How are expenses presented using the
Function of Expense method?
• Under this method, expenses are classified and presented according
to their function as part of cost of sales or, for example, the costs of
distribution or administrative activities.
• A statement of comprehensive income that shows expenses by their
function is referred to as prepared using a multi-step approach.
What are the major categories of expenses
under the function of expense method?
• The following are the major categories of expenses under the function of
expense method:
• Cost of Sales (Cost of Goods Sold)
• Distribution Costs (Selling Expenses)
• Administrative Expense (General and administrative expenses)
• Finance Cost (Interest expenses)
• Income Tax Expenses
What are Distribution Costs/Selling Expenses?
• Distribution Costs are costs attributable to selling activities.
• Examples:
• Freight-out
• Sales commission
• Advertising Expenses
• Salaries of sales personnel
• Depreciation on delivery equipment
• Rent pertaining to space occupied by sales department
What are Administrative Expenses?
• “Administrative expenses” is a residual category of expenses, meaning, an
expense that does not qualify under the other categories is included in
this category.
• Examples:
• Insurance Expense
• Taxes and licenses
• Salaries of non-sales personnel
• Depreciation of assets not used by the sales department
• Rent pertaining to office space
Find the total amount of distribution costs
and administrative expenses:
Cost of goods sold P 250,000
Insurance Expense 120,000
Advertising Expense 18,000
Freight-out 36,000
Loss on sale of equipment 4,000
Rent Expense (one-half pertains sales department) 120,000
Salaries Expense (1/4 pertains to non-sales personnel) 200,000
Sales commission expense 20,000
Interest Expense 1,000
Bad debt expense 6,000
The trial balance of ABC Co. on December 31, 2018 shows the following information:
Debit Credit
Sales P 900,000
Interest Income 60,000
Gains 20,000
Inventory, beg.
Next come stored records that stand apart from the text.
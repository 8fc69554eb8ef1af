//! Small helpers shared by the stores and background tasks.

use futures::FutureExt;
use std::panic::AssertUnwindSafe;

/// Run a future, converting a panic inside it into `Err(panic_message)`.
///
/// Remote writes in the mutation stores go through this so that an unexpected
/// panic becomes a rollback instead of leaving the optimistic state published.
pub async fn catch_panic<F, T>(future: F) -> Result<T, String>
where
    F: std::future::Future<Output = T>,
{
    AssertUnwindSafe(future)
        .catch_unwind()
        .await
        .map_err(|panic| {
            if let Some(s) = panic.downcast_ref::<&'static str>() {
                s.to_string()
            } else if let Some(s) = panic.downcast_ref::<String>() {
                s.clone()
            } else {
                "unknown panic".to_string()
            }
        })
}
P50,000
Purchases 200,000
Freight-In 10,000
Purchase Returns 5,000
Purchase Discounts 7,000
Freight out 25,000
Sales Commission 30,000
Advertising Expense 15,000
Salaries Expense 300,000
Rent Expense 30,000
Debit Credit
Depreciation Expense 40,000
Utilities Expense 20,000
Supplies Expense 10,000
Transportation and travel Expense 5,000
Insurance Expense 12,000
Taxes and Licenses 70,000
Interest Expense 2,000
Miscellaneous Expense 1,000
Loss on the sale of equipment 15,000
Additional information:
a. Ending Inventory is 80,000.
b. One-half of the salaries, rent, and depreciation expenses pertain to the sales
department. The sales department does not share in the other expense.